Ask any developer who has tried to build a production forex application and they’ll tell you the same thing: finding a reliable, low-latency price feed is the hardest part of the whole project — not the trading logic, not the UI, not the infrastructure. The data.
The forex market is the largest and most liquid financial market on earth, with over $7.5 trillion changing hands every single day. And yet, for developers, it’s strangely difficult to tap into. There’s no central exchange, no single source of truth. Prices are generated by a decentralized web of banks, brokers, and market makers, all operating in different time zones with overlapping sessions.
The result is a market where every data vendor is aggregating from a slightly different set of sources — and the quality gap between a premium feed and a free one is enormous.
Why Free Forex APIs Fall Short
If you’ve built anything with forex data before, you’ve probably run into the usual suspects: Yahoo Finance, Open Exchange Rates, maybe some obscure REST endpoint you found on GitHub.

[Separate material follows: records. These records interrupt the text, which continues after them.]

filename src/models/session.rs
use chrono::{Local, NaiveDate};
use serde::Serialize;

#[derive(Debug, Clone, Serialize)]
pub struct Session {
    pub id: i64,
    pub subject: String,    // ⇔ sessions.subject (name, kept even if the subject is deleted)
    pub minutes: i64,       // ⇔ sessions.minutes (INT, > 0)
    pub date: NaiveDate,    // ⇔ sessions.date (TEXT "YYYY-MM-DD")
    pub notes: String,      // ⇔ sessions.notes (TEXT, default '')
    pub created_at: String, // ⇔ sessions.created_at (TEXT, ISO8601)
}

impl Session {
    /// New, not yet persisted session (`id = 0`).
    pub fn new(subject: &str, minutes: i64, date: NaiveDate, notes: Option<&str>) -> Self {
        Self {
            id: 0,
            subject: subject.trim().to_string(),
            minutes,
            date,
            notes: notes.map(|n| n.trim().to_string()).unwrap_or_default(),
            created_at: Local::now().to_rfc3339(),
        }
    }

    pub fn date_str(&self) -> String {
        self.date.format("%Y-%m-%d").to_string()
    }
}
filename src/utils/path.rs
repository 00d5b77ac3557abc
//! Path utilities.

use std::path::PathBuf;

pub fn expand_tilde(path: &str) -> PathBuf {
    if path.starts_with("~/")
        && let Some(home) = dirs::home_dir()
    {
        return home.join(path.trim_start_matches("~/"));
    }
    PathBuf::from(path)
}
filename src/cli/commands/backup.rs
use crate::cli::parser::Commands;
use crate::config::Config;
use crate::core::backup::BackupLogic;
use crate::db::pool::DbPool;
use crate::errors::AppResult;

pub fn handle(cmd: &Commands, cfg: &Config) -> AppResult<()> {
    if let Commands::Backup { file, compress } = cmd {
        let mut pool = DbPool::open(&cfg.database)?;
        BackupLogic::backup(&mut pool, cfg, file, *compress)?;
    }

    Ok(())
}
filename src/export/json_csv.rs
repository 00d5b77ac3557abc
// src/export/json_csv.rs

use crate::errors::{AppError, AppResult};
use crate::export::notify_export_success;
use crate::ui::messages::info;
use serde::Serialize;
use std::fs::File;
use std::io::Write;
use std::path::Path;

/// Export JSON pretty-printed.
pub(crate) fn export_json<T: Serialize>(rows: &[T], path: &Path) -> AppResult<()> {
    info(format!("Exporting to JSON: {}", path.display()));

    let json_data = serde_json::to_string_pretty(rows)
        .map_err(|e| AppError::Export(format!("JSON serialization error: {e}")))?;

    let mut file = File::create(path)?;
    file.write_all(json_data.as_bytes())?;

    notify_export_success("JSON", rows.len(), path);
    Ok(())
}

/// Export CSV, header derived from the row struct.
pub(crate) fn export_csv<T: Serialize>(rows: &[T], path: &Path) -> AppResult<()> {
    info(format!("Exporting to CSV: {}", path.display()));

    let mut wtr = csv::Writer::from_path(path)
        .map_err(|e| AppError::Export(format!("CSV open error: {e}")))?;

    for item in rows {
        wtr.serialize(item)
            .map_err(|e| AppError::Export(format!("CSV write error: {e}")))?;
    }

    wtr.flush()?;

    notify_export_success("CSV", rows.len(), path);
    Ok(())
}
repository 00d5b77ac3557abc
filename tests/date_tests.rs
use chrono::{NaiveDate, Weekday};
use studylog::errors::AppError;
use studylog::utils::date::{
    month_days, parse_date, parse_range, resolve_bounds, shift_weeks, week_dates,
};

fn d(s: &str) -> NaiveDate {
    NaiveDate::parse_from_str(s, "%Y-%m-%d").unwrap()
}

#[test]
fn test_parse_range_single_forms() {
    assert_eq!(parse_range("2024").unwrap(), (d("2024-01-01"), d("2024-12-31")));
    assert_eq!(parse_range("2024-02").unwrap(), (d("2024-02-01"), d("2024-02-29")));
    assert_eq!(parse_range("2024-02-10").unwrap(), (d("2024-02-10"), d("2024-02-10")));
}

#[test]
fn test_parse_range_pairs() {
    assert_eq!(
        parse_range("2023-11:2024-01").unwrap(),
        (d("2023-11-01"), d("2024-01-31"))
    );
    assert_eq!(
        parse_range("2024-01-05:2024-01-09").unwrap(),
        (d("2024-01-05"), d("2024-01-09"))
    );

    assert!(matches!(
        parse_range("2024:2024-05"),
        Err(AppError::InvalidPeriod(_))
    ));
    assert!(matches!(
        parse_range("2024-05:2024-01"),
        Err(AppError::InvalidPeriod(_))
    ));
}

#[test]
fn test_resolve_bounds_all_means_unfiltered() {
    assert_eq!(resolve_bounds(None).unwrap(), None);
    assert_eq!(resolve_bounds(Some(&"ALL".to_string())).unwrap(), None);
    assert!(resolve_bounds(Some(&"yesterday".to_string())).is_err());
}

#[test]
fn test_week_dates_follow_week_start() {
    // 2024-01-03 is a Wednesday
    let sunday = week_dates(d("2024-01-03"), Weekday::Sun, 0).unwrap();
    assert_eq!(sunday.first(), Some(&d("2023-12-31")));
    assert_eq!(sunday.last(), Some(&d("2024-01-06")));

    let monday = week_dates(d("2024-01-03"), Weekday::Mon, -1).unwrap();
    assert_eq!(monday.first(), Some(&d("2023-12-25")));
    assert_eq!(monday.len(), 7);
}

#[test]
fn test_week_offset_out_of_range_is_an_error() {
    for offset in [100_000_000, -100_000_000, i64::MAX, i64::MIN] {
        assert!(matches!(
            week_dates(d("2024-01-03"), Weekday::Sun, offset),
            Err(AppError::InvalidPeriod(_))
        ));
        assert!(shift_weeks(d("2024-01-03"), offset).is_err());
    }
    assert_eq!(shift_weeks(d("2024-01-03"), 2).unwrap(), d("2024-01-17"));
}

#[test]
fn test_parse_date_requires_zero_padding() {
    assert!(matches!(parse_date("2024-1-5"), Err(AppError::InvalidDateFormat(_))));
    assert_eq!(parse_date(" 2024-01-05\n").unwrap(), d("2024-01-05"));
}

#[test]
fn test_month_days() {
    assert_eq!(month_days("2023-02").unwrap().len(), 28);
    assert!(month_days("2023").is_err());
    assert!(month_days("2023-13").is_err());
}
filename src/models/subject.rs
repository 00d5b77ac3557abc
use crate::errors::{AppError, AppResult};
use serde::Serialize;

/// Label used for minutes whose subject no longer exists.
pub const DELETED_SUBJECT: &str = "(Deleted)";

#[derive(Debug, Clone, Serialize)]
pub struct Subject {
    pub id: i64,
    pub name: String,
    pub color: String,
    pub created_at: String,
}

/// Validate a `#RRGGBB` colour and normalise it to lowercase.
pub fn normalize_color(color: &str) -> AppResult<String> {
    let c = color.trim();
    let ok = c.len() == 7
        && c.starts_with('#')
        && c[1..].chars().all(|ch| ch.is_ascii_hexdigit());

    if ok {
        Ok(c.to_ascii_lowercase())
    } else {
        Err(AppError::InvalidColor(color.to_string()))
    }
}

/// Trimmed, non-empty name or a validation error naming `what`.
pub fn required_name(name: &str, what: &str) -> AppResult<String> {
    let n = name.trim();
    if n.is_empty() {
        return Err(AppError::Validation(format!("{what} name is required")));
    }
    Ok(n.to_string())
}
// src/export/fs_utils.rs

use crate::errors::{AppError, AppResult};
use crate::ui::messages::{confirm, info};
use std::path::Path;

/// Check that `path` may be created or overwritten.
///
/// A missing file or `force` passes straight through; otherwise the user is
/// asked, and a refusal aborts the export.
pub(crate) fn ensure_writable(path: &Path, force: bool) -> AppResult<()> {
    if !path.exists() || force {
        return Ok(());
    }

    if confirm(&format!("The file '{}' already exists. Overwrite?", path.display())) {
        info("Existing file will be overwritten.");
        Ok(())
    } else {
        Err(AppError::Export(
            "cancelled, existing file not overwritten".into(),
        ))
    }
}
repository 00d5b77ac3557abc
//! Tasks and habits: CRUD plus the daily completion toggle.

use crate::config::Config;
use crate::db::completions::{
    count_completed, delete_item, find_habit, insert_habit, insert_task, item_names,
    load_completions, load_habits, load_tasks, rename_task, toggle_completion, update_habit,
};
use crate::db::log::audit;
use crate::db::pool::DbPool;
use crate::errors::{AppError, AppResult};
use crate::models::completion::{Completion, CompletionKind};
use crate::models::subject::required_name;
use crate::models::task::Habit;
use crate::ui::messages::{info, success};
use crate::utils::date::{all_days_of_month, format_date};
use crate::utils::table::Table;
use chrono::{Datelike, NaiveDate};

fn validate_goal(goal: i64) -> AppResult<i64> {
    if goal <= 0 {
        return Err(AppError::InvalidGoal(goal));
    }
    Ok(goal)
}

/// Toggle the mark of a task or habit on `date`.
pub fn toggle(
    pool: &mut DbPool,
    kind: CompletionKind,
    id: i64,
    date: NaiveDate,
) -> AppResult<Completion> {
    let c = toggle_completion(&pool.conn, kind, id, date)?;
    let state = if c.completed { "done" } else { "not done" };

    audit(
        &pool.conn,
        "toggle",
        &format!("{} #{id}", kind.label()),
        &format!("{} marked {state}", format_date(&date)),
    );

    success(format!(
        "{} #{id} on {} marked as {state}.",
        capitalize(kind.label()),
        format_date(&date)
    ));
    Ok(c)
}

/// Delete a task or habit and its completion history.
pub fn delete(pool: &mut DbPool, kind: CompletionKind, id: i64) -> AppResult<()> {
    delete_item(pool, kind, id)?;
    audit(
        &pool.conn,
        "del",
        &format!("{} #{id}", kind.label()),
        "Deleted with all completions",
    );
    success(format!("{} #{id} deleted.", capitalize(kind.label())));
    Ok(())
}

/// Print completion marks in a period, with item names.
pub fn print_completions(
    pool: &DbPool,
    kind: CompletionKind,
    bounds: Option<(NaiveDate, NaiveDate)>,
) -> AppResult<()> {
    let names = item_names(pool, kind)?;
    let marks = load_completions(pool, kind, bounds)?;

    if marks.is_empty() {
        info(format!("No {} completions found.", kind.label()));
        return Ok(());
    }

    let mut table = Table::with_headers(&["DATE", "ID", "NAME", "DONE"]);
    for m in &marks {
        table.add_row(vec![
            format_date(&m.date),
            m.item_id.to_string(),
            names.get(&m.item_id).cloned().unwrap_or_else(|| "?".into()),
            if m.completed { "yes" } else { "no" }.to_string(),
        ]);
    }
    print!("{}", table.render());
    Ok(())
}

fn capitalize(s: &str) -> String {
    let mut c = s.chars();
    match c.next() {
        Some(f) => f.to_uppercase().collect::<String>() + c.as_str(),
        None => String::new(),
    }
}

/// Business logic for the `task` command.
pub struct TaskLogic;

impl TaskLogic {
    pub fn add(pool: &mut DbPool, name: &str, created_on: NaiveDate) -> AppResult<i64> {
        let name = required_name(name, "Task")?;
        let id = insert_task(&pool.conn, &name, created_on)?;

        audit(
            &pool.conn,
            "add",
            &format!("task #{id}"),
            &format!("Added task '{name}' counting from {}", format_date(&created_on)),
        );
        success(format!("Task #{id} '{name}' added."));
        Ok(id)
    }

    pub fn rename(pool: &mut DbPool, id: i64, name: &str) -> AppResult<()> {
        let name = required_name(name, "Task")?;
        rename_task(&pool.conn, id, &name)?;

        audit(&pool.conn, "edit", &format!("task #{id}"), &format!("Renamed to '{name}'"));
        success(format!("Task #{id} renamed to '{name}'."));
        Ok(())
    }

    pub fn print_list(pool: &DbPool, today: NaiveDate) -> AppResult<()> {
        let tasks = load_tasks(pool)?;
        if tasks.is_empty() {
            info("No tasks yet. Add one with `studylog task add <NAME>`.");
            return Ok(());
        }

        let done_today: Vec<i64> = load_completions(pool, CompletionKind::Task, Some((today, today)))?
            .into_iter()
            .filter(|c| c.completed)
            .map(|c| c.item_id)
            .collect();

        let mut table = Table::with_headers(&["ID", "NAME", "SINCE", "TODAY"]);
        for t in &tasks {
            let mark = if done_today.contains(&t.id) { "✔" } else { "·" };
            table.add_row(vec![
                t.id.to_string(),
                t.name.clone(),
                format_date(&t.created_on),
                mark.to_string(),
            ]);
        }
        println!("📝 Tasks ({}):\n", format_date(&today));
        print!("{}", table.render());
        Ok(())
    }
}

/// Business logic for the `habit` command.
pub struct HabitLogic;

impl HabitLogic {
    pub fn add(
        pool: &mut DbPool,
        cfg: &Config,
        name: &str,
        emoji: Option<&str>,
        goal: Option<i64>,
        created_on: NaiveDate,
    ) -> AppResult<i64> {
        let name = required_name(name, "Habit")?;
        let goal = validate_goal(goal.unwrap_or(cfg.default_habit_goal))?;
        let emoji = emoji.map(str::trim).unwrap_or("");

        let id = insert_habit(&pool.conn, &name, emoji, goal, created_on)?;
        audit(
            &pool.conn,
            "add",
            &format!("habit #{id}"),
            &format!("Added habit '{name}' (goal {goal} min)"),
        );
        success(format!("Habit #{id} '{name}' added."));
        Ok(id)
    }

    pub fn edit(
        pool: &mut DbPool,
        id: i64,
        name: Option<&str>,
        emoji: Option<&str>,
        goal: Option<i64>,
    ) -> AppResult<Habit> {
        let mut habit = find_habit(&pool.conn, id)?;

        if let Some(n) = name {
            habit.name = required_name(n, "Habit")?;
        }
        if let Some(e) = emoji {
            habit.emoji = e.trim().to_string();
        }
        if let Some(g) = goal {
            habit.goal = validate_goal(g)?;
        }

        update_habit(&pool.conn, &habit)?;
        audit(
            &pool.conn,
            "edit",
            &format!("habit #{id}"),
            &format!("name='{}' goal={}", habit.name, habit.goal),
        );
        success(format!("Habit #{id} updated."));
        Ok(habit)
    }

    /// List habits with how many days they were done this month.
    pub fn print_list(pool: &DbPool, today: NaiveDate) -> AppResult<()> {
        let habits = load_habits(pool)?;
        if habits.is_empty() {
            info("No habits yet. Add one with `studylog habit add <NAME>`.");
            return Ok(());
        }

        let month = all_days_of_month(today.year(), today.month())?;
        let (first, last) = match (month.first(), month.last()) {
            (Some(f), Some(l)) => (*f, *l),
            _ => (today, today),
        };

        let mut table = Table::with_headers(&["ID", "HABIT", "GOAL", "SINCE", "THIS MONTH"]);
        for h in &habits {
            let done = count_completed(&pool.conn, CompletionKind::Habit, h.id, first, last)?;
            let label = if h.emoji.is_empty() {
                h.name.clone()
            } else {
                format!("{} {}", h.emoji, h.name)
            };
            table.add_row(vec![
                h.id.to_string(),
                label,
                format!("{} min", h.goal),
                format_date(&h.created_on),
                format!("{done} day(s)"),
            ]);
        }
        println!("🔁 Habits ({}):\n", today.format("%B %Y"));
        print!("{}", table.render());
        Ok(())
    }
}
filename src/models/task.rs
use chrono::NaiveDate;
use serde::Serialize;

/// A recurring to-do checked off day by day.
#[derive(Debug, Clone, Serialize)]
pub struct Task {
    pub id: i64,
    pub name: String,
    pub created_on: NaiveDate, // first day the task counts
    pub created_at: String,
}

/// A habit with a daily goal in minutes.
#[derive(Debug, Clone, Serialize)]
pub struct Habit {
    pub id: i64,
    pub name: String,
    pub emoji: String,
    pub goal: i64,
    pub created_on: NaiveDate,
    pub created_at: String,
}

/// Minimal view of a recurring item for completion percentages:
/// an identifier and the day from which it counts.
#[derive(Debug, Clone, Copy, PartialEq, Eq)]
pub struct TaskRecord {
    pub id: i64,
    pub created: NaiveDate,
}

impl TaskRecord {
    pub fn new(id: i64, created: NaiveDate) -> Self {
        Self { id, created }
    }
}

impl From<&Task> for TaskRecord {
    fn from(t: &Task) -> Self {
        Self::new(t.id, t.created_on)
    }
}

impl From<&Habit> for TaskRecord {
    fn from(h: &Habit) -> Self {
        Self::new(h.id, h.created_on)
    }
}
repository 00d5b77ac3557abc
use crate::db::pool::DbPool;
use crate::db::queries::load_log;
use crate::errors::AppResult;
use crate::ui::messages::info;
use ansi_term::Colour;
use regex::Regex;
use std::sync::LazyLock;

const OP_WIDTH: usize = 60;

static ANSI_RE: LazyLock<Regex> =
    LazyLock::new(|| Regex::new(r"\x1B\[[0-9;]*[mK]").expect("static ANSI pattern"));

fn strip_ansi(s: &str) -> String {
    ANSI_RE.replace_all(s, "").into_owned()
}

/// Colour for an audit operation.
fn color_for_operation(op: &str) -> Colour {
    match op {
        "add" => Colour::Green,
        "del" => Colour::Red,
        "edit" => Colour::Yellow,
        "toggle" => Colour::Cyan,
        "migration_applied" => Colour::Purple,
        "backup" | "export" => Colour::Blue,
        "init" => Colour::RGB(255, 153, 51),
        _ => Colour::White,
    }
}

pub struct LogLogic;

impl LogLogic {
    pub fn print_log(pool: &DbPool) -> AppResult<()> {
        let entries = load_log(pool)?;
        if entries.is_empty() {
            info("The internal log is empty.");
            return Ok(());
        }

        let rows: Vec<(i64, String, String, String, &str)> = entries
            .iter()
            .map(|e| {
                let date = chrono::DateTime::parse_from_rfc3339(&e.date)
                    .map(|dt| dt.format("%FT%T%:z").to_string())
                    .unwrap_or_else(|_| e.date.clone());
                let op_target = if e.target.is_empty() {
                    e.operation.clone()
                } else {
                    format!("{} ({})", e.operation, e.target)
                };
                (e.id, date, e.operation.clone(), op_target, e.message.as_str())
            })
            .collect();

        let op_w = rows
            .iter()
            .map(|r| r.3.chars().count())
            .max()
            .unwrap_or(10)
            .min(OP_WIDTH);
        let id_w = rows.iter().map(|r| r.0.to_string().len()).max().unwrap_or(1);
        let date_w = rows.iter().map(|r| r.1.len()).max().unwrap_or(10);

        println!("📜 Internal log:\n");

        for (id, date, operation, op_target, message) in rows {
            let color = color_for_operation(&operation);

            let visible = if op_target.chars().count() > OP_WIDTH {
                let mut s: String = op_target.chars().take(OP_WIDTH - 3).collect();
                s.push_str("...");
                s
            } else {
                op_target
            };

            // only the operation word is coloured
            let colored = match visible.split_once(' ') {
                Some((op_word, rest)) => format!("{} {}", color.paint(op_word), rest),
                None => color.paint(visible.as_str()).to_string(),
            };

            let padding = " ".repeat(op_w.saturating_sub(strip_ansi(&colored).chars().count()));

            println!("{id:>id_w$}: {date:<date_w$} | {colored}{padding} => {message}");
        }

        Ok(())
    }
}
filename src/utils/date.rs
use crate::errors::{AppError, AppResult};
use chrono::{Datelike, Days, NaiveDate, TimeDelta, Weekday};

pub const DATE_FMT: &str = "%Y-%m-%d";

pub fn today() -> NaiveDate {
    chrono::Local::now().date_naive()
}

/// Parse a zero-padded `YYYY-MM-DD` calendar date. Surrounding whitespace
/// is ignored.
pub fn parse_date(s: &str) -> AppResult<NaiveDate> {
    let t = s.trim();
    if t.len() != 10 {
        return Err(AppError::InvalidDateFormat(s.to_string()));
    }
    NaiveDate::parse_from_str(t, DATE_FMT).map_err(|_| AppError::InvalidDateFormat(s.to_string()))
}

/// Parse an optional date argument, falling back to today.
pub fn parse_date_or_today(s: Option<&String>) -> AppResult<NaiveDate> {
    match s {
        Some(v) => parse_date(v),
        None => Ok(today()),
    }
}

pub fn format_date(d: &NaiveDate) -> String {
    d.format(DATE_FMT).to_string()
}

/// Inclusive list of days between two dates (empty if start > end).
pub fn days_between(start: NaiveDate, end: NaiveDate) -> Vec<NaiveDate> {
    start.iter_days().take_while(|d| *d <= end).collect()
}

pub fn all_days_of_month(year: i32, month: u32) -> AppResult<Vec<NaiveDate>> {
    let first = NaiveDate::from_ymd_opt(year, month, 1)
        .ok_or_else(|| AppError::InvalidPeriod(format!("{year:04}-{month:02}")))?;
    Ok(first.iter_days().take_while(|d| d.month() == month).collect())
}

/// Parse `YYYY-MM` into the list of its days.
pub fn month_days(s: &str) -> AppResult<Vec<NaiveDate>> {
    if s.trim().len() != 7 {
        return Err(AppError::InvalidPeriod(format!("{s} (expected YYYY-MM)")));
    }
    let (start, end) = parse_range(s)?;
    Ok(days_between(start, end))
}

/// Move `anchor` by `offset` whole weeks (negative goes back).
pub fn shift_weeks(anchor: NaiveDate, offset: i64) -> AppResult<NaiveDate> {
    offset
        .checked_mul(7)
        .and_then(TimeDelta::try_days)
        .and_then(|delta| anchor.checked_add_signed(delta))
        .ok_or_else(|| AppError::InvalidPeriod(format!("week offset {offset} is out of range")))
}

/// The seven days of the week containing `anchor`, shifted by `offset` weeks.
pub fn week_dates(anchor: NaiveDate, week_start: Weekday, offset: i64) -> AppResult<Vec<NaiveDate>> {
    let back = u64::from(anchor.weekday().days_since(week_start));
    let start = anchor
        .checked_sub_days(Days::new(back))
        .ok_or_else(|| AppError::InvalidPeriod(format_date(&anchor)))?;
    let start = shift_weeks(start, offset)?;
    Ok(start.iter_days().take(7).collect())
}

/// The `n` days ending at `end` (inclusive), oldest first.
pub fn last_n_days(end: NaiveDate, n: u64) -> Vec<NaiveDate> {
    let start = end
        .checked_sub_days(Days::new(n.saturating_sub(1)))
        .unwrap_or(NaiveDate::MIN);
    days_between(start, end)
}

/// Parse a period expression into inclusive bounds.
///
/// Supported:
/// - YYYY
/// - YYYY-MM
/// - YYYY-MM-DD
/// - YYYY:YYYY
/// - YYYY-MM:YYYY-MM
/// - YYYY-MM-DD:YYYY-MM-DD
pub fn parse_range(r: &str) -> AppResult<(NaiveDate, NaiveDate)> {
    let r = r.trim();

    if let Some((start_raw, end_raw)) = r.split_once(':') {
        let start = start_raw.trim();
        let end = end_raw.trim();

        if start.len() != end.len() {
            return Err(AppError::InvalidPeriod(format!(
                "{r} (start and end must have the same format)"
            )));
        }

        let (d1, _) = single_bounds(start)?;
        let (_, d2) = single_bounds(end)?;

        if d1 > d2 {
            return Err(AppError::InvalidPeriod(format!("{r} (start after end)")));
        }
        Ok((d1, d2))
    } else {
        single_bounds(r)
    }
}

fn single_bounds(p: &str) -> AppResult<(NaiveDate, NaiveDate)> {
    let invalid = || AppError::InvalidPeriod(p.to_string());

    match p.len() {
        // YYYY
        4 => {
            let y: i32 = p.parse().map_err(|_| invalid())?;
            let d1 = NaiveDate::from_ymd_opt(y, 1, 1).ok_or_else(invalid)?;
            let d2 = NaiveDate::from_ymd_opt(y, 12, 31).ok_or_else(invalid)?;
            Ok((d1, d2))
        }
        // YYYY-MM
        7 => {
            let d1 = NaiveDate::parse_from_str(&format!("{p}-01"), DATE_FMT)
                .map_err(|_| invalid())?;
            let next = d1
                .checked_add_months(chrono::Months::new(1))
                .ok_or_else(invalid)?;
            let d2 = next.pred_opt().ok_or_else(invalid)?;
            Ok((d1, d2))
        }
        // YYYY-MM-DD
        10 => {
            let d = parse_date(p)?;
            Ok((d, d))
        }
        _ => Err(invalid()),
    }
}

/// Resolve an optional `--period` argument into date bounds.
/// `None` and `"all"` both mean "no filtering".
pub fn resolve_bounds(period: Option<&String>) -> AppResult<Option<(NaiveDate, NaiveDate)>> {
    match period {
        None => Ok(None),
        Some(p) if p.eq_ignore_ascii_case("all") => Ok(None),
        Some(p) => parse_range(p).map(Some),
    }
}

pub fn parse_weekday(s: &str) -> AppResult<Weekday> {
    s.trim()
        .parse::<Weekday>()
        .map_err(|_| AppError::Config(format!("invalid week_start '{s}'")))
}

pub fn short_weekday(d: &NaiveDate) -> &'static str {
    match d.weekday() {
        Weekday::Mon => "Mon",
        Weekday::Tue => "Tue",
        Weekday::Wed => "Wed",
        Weekday::Thu => "Thu",
        Weekday::Fri => "Fri",
        Weekday::Sat => "Sat",
        Weekday::Sun => "Sun",
    }
}
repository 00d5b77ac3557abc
use crate::errors::{AppError, AppResult};
use crate::utils::date::parse_weekday;
use chrono::Weekday;
use serde::{Deserialize, Serialize};
use std::env;
use std::fs;
use std::io::Write;
use std::path::{Path, PathBuf};

#[derive(Debug, Serialize, Deserialize)]
pub struct Config {
    pub database: String,
    #[serde(default = "default_subject_color")]
    pub default_subject_color: String,
    #[serde(default = "default_habit_goal")]
    pub default_habit_goal: i64,
    #[serde(default = "default_week_start")]
    pub week_start: String,
    #[serde(default = "default_top_subjects")]
    pub top_subjects: usize,
}

fn default_subject_color() -> String {
    "#c77541".to_string()
}
fn default_habit_goal() -> i64 {
    30
}
fn default_week_start() -> String {
    "sunday".to_string()
}
fn default_top_subjects() -> usize {
    5
}

impl Default for Config {
    fn default() -> Self {
        Self::with_database(Self::database_file())
    }
}

impl Config {
    fn with_database(db_path: PathBuf) -> Self {
        Self {
            database: db_path.to_string_lossy().to_string(),
            default_subject_color: default_subject_color(),
            default_habit_goal: default_habit_goal(),
            week_start: default_week_start(),
            top_subjects: default_top_subjects(),
        }
    }

    /// Return the standard configuration directory depending on the platform
    pub fn config_dir() -> PathBuf {
        if cfg!(target_os = "windows") {
            let appdata = env::var("APPDATA").unwrap_or_else(|_| ".".to_string());
            PathBuf::from(appdata).join("studylog")
        } else {
            let home = dirs::home_dir()
                .or_else(|| env::var("HOME").ok().map(PathBuf::from))
                .unwrap_or_else(|| PathBuf::from("."));
            home.join(".studylog")
        }
    }

    /// Return the full path of the config file
    pub fn config_file() -> PathBuf {
        Self::config_dir().join("studylog.conf")
    }

    /// Return the full path of the SQLite database
    pub fn database_file() -> PathBuf {
        Self::config_dir().join("studylog.sqlite")
    }

    /// Load configuration from file, or return defaults if not found
    pub fn load() -> AppResult<Self> {
        Self::load_from(&Self::config_file())
    }

    pub fn load_from(path: &Path) -> AppResult<Self> {
        if !path.exists() {
            return Ok(Self::default());
        }

        let content = fs::read_to_string(path)
            .map_err(|e| AppError::ConfigLoad(format!("{}: {e}", path.display())))?;
        serde_yaml::from_str(&content)
            .map_err(|e| AppError::ConfigLoad(format!("{}: {e}", path.display())))
    }

    /// First day of the week used by weekly views.
    pub fn week_start_day(&self) -> AppResult<Weekday> {
        parse_weekday(&self.week_start)
    }

    pub fn to_yaml(&self) -> AppResult<String> {
        serde_yaml::to_string(self).map_err(|e| AppError::Config(e.to_string()))
    }

    /// Initialize configuration and database files.
    /// Returns the database path that was configured.
    pub fn init_all(custom_name: Option<String>, is_test: bool) -> AppResult<PathBuf> {
        let dir = Self::config_dir();

        // DB name: user provided or default
        let db_path = if let Some(name) = custom_name {
            let p = Path::new(&name);
            if p.is_absolute() {
                p.to_path_buf()
            } else {
                dir.join(p)
            }
        } else {
            dir.join("studylog.sqlite")
        };

        if let Some(parent) = db_path.parent() {
            fs::create_dir_all(parent)?;
        }

        // Write config file
        if !is_test {
            fs::create_dir_all(&dir)?;
            let yaml = Self::with_database(db_path.clone()).to_yaml()?;
            let mut file = fs::File::create(Self::config_file()).map_err(|_| AppError::ConfigSave)?;
            file.write_all(yaml.as_bytes())
                .map_err(|_| AppError::ConfigSave)?;
            println!("✅ Config file: {:?}", Self::config_file());
        }

        // Create empty DB file if not exists
        if !db_path.exists() {
            fs::File::create(&db_path)?;
        }

        println!("✅ Database:    {:?}", db_path);

        Ok(db_path)
    }
}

These work fine for displaying a rough estimate of the EUR/USD rate on a blog widget, but the moment you need sub-second updates for a trading system or a real-time dashboard, they fall apart.
The problems are predictable:
Delays that kill trading logic. Most free forex sources carry a 15-to-30-minute lag. That’s fine for currency conversion calculators, but it’s completely unusable for anything that actually executes on price.
Rate limits that punish real usage. Free tiers typically cap you at a few hundred requests per day. If you’re running a dashboard that refreshes every few seconds across multiple currency pairs, you’ll burn through your quota before the morning session ends.
No WebSocket support. Free APIs are almost always polling-based. You request, they respond. For a fast-moving market like forex, this means you’re always looking at stale data.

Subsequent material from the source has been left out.